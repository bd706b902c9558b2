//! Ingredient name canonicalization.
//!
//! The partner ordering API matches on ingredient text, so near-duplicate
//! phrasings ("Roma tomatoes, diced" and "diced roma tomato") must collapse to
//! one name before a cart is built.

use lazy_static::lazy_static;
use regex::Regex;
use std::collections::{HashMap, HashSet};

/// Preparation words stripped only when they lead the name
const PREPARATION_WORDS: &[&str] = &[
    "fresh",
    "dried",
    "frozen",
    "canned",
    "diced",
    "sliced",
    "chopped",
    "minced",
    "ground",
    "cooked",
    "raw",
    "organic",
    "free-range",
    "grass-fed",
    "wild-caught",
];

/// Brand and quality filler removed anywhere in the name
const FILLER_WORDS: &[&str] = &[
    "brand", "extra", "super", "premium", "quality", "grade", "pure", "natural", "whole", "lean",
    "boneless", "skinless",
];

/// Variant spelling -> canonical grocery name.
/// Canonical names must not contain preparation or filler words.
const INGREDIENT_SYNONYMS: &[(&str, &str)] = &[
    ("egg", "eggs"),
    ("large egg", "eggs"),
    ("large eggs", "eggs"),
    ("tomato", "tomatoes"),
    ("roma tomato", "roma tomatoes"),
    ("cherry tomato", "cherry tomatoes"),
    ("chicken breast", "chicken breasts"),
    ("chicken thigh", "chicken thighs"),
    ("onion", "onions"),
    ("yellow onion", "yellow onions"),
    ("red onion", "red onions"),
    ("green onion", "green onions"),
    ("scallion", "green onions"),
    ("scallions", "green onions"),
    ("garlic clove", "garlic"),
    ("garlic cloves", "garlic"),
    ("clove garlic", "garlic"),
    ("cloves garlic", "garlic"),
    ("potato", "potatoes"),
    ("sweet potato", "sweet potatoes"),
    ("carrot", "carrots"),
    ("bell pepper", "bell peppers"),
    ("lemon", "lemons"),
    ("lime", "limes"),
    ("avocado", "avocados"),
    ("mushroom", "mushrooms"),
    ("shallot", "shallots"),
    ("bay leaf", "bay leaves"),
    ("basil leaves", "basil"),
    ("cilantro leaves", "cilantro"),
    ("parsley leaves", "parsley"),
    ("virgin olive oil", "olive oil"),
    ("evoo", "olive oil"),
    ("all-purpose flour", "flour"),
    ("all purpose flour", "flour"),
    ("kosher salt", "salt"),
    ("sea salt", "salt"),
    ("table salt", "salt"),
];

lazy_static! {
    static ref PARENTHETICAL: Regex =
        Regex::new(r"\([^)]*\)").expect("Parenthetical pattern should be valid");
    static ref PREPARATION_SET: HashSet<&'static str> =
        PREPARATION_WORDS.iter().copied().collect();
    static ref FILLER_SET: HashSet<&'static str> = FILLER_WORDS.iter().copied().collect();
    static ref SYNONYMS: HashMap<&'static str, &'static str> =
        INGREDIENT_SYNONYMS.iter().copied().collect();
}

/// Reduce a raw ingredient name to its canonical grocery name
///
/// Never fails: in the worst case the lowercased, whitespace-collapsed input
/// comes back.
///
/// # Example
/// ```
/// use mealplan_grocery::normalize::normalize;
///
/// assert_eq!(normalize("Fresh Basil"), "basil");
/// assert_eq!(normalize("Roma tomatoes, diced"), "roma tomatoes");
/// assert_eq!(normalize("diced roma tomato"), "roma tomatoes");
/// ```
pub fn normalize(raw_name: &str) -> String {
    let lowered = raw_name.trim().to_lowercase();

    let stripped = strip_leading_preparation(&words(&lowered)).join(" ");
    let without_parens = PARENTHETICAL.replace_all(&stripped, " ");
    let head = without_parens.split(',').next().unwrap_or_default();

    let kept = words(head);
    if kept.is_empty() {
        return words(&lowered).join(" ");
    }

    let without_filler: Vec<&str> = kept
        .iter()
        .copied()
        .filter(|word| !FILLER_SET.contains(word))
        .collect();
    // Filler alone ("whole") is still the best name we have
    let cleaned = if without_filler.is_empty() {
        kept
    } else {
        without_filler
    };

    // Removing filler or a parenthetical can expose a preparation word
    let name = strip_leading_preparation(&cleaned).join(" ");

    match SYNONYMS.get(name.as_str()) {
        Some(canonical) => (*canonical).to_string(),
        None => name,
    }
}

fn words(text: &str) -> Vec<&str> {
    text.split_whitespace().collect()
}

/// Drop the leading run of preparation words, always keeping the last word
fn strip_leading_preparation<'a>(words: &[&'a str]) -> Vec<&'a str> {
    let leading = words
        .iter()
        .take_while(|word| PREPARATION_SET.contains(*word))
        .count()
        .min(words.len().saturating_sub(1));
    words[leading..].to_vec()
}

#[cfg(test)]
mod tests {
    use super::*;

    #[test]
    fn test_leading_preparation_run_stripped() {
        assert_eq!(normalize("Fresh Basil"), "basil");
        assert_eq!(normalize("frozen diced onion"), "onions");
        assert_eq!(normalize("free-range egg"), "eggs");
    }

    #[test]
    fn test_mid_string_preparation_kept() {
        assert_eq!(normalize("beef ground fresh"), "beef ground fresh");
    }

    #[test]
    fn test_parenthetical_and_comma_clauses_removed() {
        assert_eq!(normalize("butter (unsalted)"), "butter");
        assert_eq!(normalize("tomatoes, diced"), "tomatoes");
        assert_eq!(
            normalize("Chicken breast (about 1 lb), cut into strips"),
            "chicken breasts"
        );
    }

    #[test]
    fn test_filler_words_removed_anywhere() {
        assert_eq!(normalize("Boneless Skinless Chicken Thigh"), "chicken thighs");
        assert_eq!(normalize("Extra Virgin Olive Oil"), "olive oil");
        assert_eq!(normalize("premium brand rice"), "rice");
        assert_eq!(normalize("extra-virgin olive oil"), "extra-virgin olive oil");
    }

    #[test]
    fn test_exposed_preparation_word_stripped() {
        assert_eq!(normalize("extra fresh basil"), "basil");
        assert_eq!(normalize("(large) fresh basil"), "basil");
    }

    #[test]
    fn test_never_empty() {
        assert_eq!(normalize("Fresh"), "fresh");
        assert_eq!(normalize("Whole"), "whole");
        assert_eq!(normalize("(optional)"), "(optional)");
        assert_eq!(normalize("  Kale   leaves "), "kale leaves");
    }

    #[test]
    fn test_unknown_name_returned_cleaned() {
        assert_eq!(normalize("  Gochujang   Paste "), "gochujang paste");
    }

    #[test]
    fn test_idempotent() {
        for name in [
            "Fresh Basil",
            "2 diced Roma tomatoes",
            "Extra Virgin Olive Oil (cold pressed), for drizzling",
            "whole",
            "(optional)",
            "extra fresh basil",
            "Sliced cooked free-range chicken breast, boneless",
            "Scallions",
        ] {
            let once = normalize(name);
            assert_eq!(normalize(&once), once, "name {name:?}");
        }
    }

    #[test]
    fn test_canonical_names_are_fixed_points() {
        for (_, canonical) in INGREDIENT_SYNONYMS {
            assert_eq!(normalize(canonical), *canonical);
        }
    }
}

==

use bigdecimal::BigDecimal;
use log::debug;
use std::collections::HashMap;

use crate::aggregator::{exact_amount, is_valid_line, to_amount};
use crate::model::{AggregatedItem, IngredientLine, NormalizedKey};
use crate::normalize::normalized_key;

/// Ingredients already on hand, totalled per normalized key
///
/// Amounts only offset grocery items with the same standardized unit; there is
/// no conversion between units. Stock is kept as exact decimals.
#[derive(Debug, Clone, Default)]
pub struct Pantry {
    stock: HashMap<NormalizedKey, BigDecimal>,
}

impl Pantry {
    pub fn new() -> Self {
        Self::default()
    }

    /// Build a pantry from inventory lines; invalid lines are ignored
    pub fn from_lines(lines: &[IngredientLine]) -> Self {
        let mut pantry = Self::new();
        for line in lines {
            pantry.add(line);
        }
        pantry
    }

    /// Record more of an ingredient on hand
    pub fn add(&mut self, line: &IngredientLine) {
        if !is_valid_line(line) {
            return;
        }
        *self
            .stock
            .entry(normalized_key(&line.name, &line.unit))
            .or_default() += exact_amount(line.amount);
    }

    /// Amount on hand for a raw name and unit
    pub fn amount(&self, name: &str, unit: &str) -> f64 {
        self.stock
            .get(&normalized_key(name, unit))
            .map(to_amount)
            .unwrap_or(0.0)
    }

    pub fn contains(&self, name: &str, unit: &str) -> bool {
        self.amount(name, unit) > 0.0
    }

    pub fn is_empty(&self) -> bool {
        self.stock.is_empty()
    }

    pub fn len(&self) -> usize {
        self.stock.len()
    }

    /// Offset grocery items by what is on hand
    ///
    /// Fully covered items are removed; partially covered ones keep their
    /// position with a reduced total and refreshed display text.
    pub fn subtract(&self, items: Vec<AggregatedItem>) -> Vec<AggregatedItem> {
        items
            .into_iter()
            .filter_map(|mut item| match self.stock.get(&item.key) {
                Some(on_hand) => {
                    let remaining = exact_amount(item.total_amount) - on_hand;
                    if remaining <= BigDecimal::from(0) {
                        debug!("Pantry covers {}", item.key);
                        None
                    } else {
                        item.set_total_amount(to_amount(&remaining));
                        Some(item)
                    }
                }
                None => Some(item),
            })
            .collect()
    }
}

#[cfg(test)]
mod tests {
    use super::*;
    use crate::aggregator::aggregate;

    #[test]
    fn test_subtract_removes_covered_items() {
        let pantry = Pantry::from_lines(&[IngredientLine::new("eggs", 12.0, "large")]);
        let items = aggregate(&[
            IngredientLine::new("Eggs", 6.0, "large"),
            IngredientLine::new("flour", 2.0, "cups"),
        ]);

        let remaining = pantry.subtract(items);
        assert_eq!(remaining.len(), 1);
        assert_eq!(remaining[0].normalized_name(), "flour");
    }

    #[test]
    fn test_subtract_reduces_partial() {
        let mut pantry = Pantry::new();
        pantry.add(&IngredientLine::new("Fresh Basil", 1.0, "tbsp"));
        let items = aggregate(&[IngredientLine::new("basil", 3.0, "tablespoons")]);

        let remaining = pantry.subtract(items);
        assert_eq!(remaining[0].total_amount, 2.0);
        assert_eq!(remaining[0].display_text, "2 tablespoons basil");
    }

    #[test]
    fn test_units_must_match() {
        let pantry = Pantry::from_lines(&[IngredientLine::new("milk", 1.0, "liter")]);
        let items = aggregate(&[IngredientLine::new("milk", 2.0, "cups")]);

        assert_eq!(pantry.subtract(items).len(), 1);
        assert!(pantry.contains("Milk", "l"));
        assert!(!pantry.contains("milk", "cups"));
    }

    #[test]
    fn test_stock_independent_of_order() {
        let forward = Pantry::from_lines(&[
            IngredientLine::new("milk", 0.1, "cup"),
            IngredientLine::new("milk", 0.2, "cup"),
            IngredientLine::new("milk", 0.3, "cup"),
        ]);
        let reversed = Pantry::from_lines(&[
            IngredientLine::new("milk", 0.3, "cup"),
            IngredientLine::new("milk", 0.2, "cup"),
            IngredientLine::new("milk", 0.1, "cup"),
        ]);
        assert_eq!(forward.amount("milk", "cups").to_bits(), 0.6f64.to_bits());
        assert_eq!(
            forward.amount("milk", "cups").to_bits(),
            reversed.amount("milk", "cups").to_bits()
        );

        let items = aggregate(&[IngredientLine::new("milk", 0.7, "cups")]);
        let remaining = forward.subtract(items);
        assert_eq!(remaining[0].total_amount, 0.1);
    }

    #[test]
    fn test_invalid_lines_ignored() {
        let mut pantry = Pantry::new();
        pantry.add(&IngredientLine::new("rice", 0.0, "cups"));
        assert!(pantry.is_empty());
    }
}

* * *

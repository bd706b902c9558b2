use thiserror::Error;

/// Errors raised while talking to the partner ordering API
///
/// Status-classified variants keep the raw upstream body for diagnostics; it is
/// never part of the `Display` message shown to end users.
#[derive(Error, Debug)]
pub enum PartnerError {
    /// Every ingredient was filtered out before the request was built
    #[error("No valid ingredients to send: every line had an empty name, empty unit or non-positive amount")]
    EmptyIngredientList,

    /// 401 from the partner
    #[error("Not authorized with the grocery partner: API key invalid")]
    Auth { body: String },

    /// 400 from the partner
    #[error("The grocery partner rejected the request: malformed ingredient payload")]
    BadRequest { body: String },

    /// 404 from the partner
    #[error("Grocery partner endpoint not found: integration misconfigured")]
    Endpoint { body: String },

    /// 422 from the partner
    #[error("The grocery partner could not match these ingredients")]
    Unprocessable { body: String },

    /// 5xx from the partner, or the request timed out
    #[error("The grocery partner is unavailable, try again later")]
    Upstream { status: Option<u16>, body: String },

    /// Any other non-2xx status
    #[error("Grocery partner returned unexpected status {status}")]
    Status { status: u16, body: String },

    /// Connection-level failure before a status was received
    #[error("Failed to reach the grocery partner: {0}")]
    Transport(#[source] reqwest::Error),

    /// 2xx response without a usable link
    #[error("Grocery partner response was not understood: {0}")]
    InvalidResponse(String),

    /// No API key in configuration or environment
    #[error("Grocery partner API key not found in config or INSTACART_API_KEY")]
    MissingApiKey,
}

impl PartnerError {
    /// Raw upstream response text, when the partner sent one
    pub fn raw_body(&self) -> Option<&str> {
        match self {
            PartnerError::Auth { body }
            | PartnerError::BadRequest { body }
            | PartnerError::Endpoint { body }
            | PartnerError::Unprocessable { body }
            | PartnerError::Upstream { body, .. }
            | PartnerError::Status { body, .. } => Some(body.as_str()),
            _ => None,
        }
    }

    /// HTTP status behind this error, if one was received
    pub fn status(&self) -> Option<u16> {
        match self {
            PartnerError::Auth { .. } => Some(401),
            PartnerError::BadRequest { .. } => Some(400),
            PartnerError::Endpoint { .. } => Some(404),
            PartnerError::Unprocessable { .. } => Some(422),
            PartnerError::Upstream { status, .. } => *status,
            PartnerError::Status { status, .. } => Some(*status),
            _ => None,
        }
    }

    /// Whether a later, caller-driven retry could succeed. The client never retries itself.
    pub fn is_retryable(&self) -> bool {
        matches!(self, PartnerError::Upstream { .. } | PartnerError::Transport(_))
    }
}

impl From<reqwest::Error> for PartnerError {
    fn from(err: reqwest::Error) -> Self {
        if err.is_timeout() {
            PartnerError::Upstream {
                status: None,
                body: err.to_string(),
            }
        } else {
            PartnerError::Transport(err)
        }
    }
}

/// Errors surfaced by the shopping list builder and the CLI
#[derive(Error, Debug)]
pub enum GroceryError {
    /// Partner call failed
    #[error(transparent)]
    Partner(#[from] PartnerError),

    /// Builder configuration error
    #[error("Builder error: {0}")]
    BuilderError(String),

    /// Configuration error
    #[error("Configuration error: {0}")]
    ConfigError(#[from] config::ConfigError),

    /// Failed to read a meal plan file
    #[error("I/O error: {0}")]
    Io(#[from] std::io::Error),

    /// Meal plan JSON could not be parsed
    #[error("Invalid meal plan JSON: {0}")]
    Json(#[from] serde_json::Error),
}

Instructions for the task: Note how many lines of the material contain the string "lowered". Then report that number by itself.

Reply: 3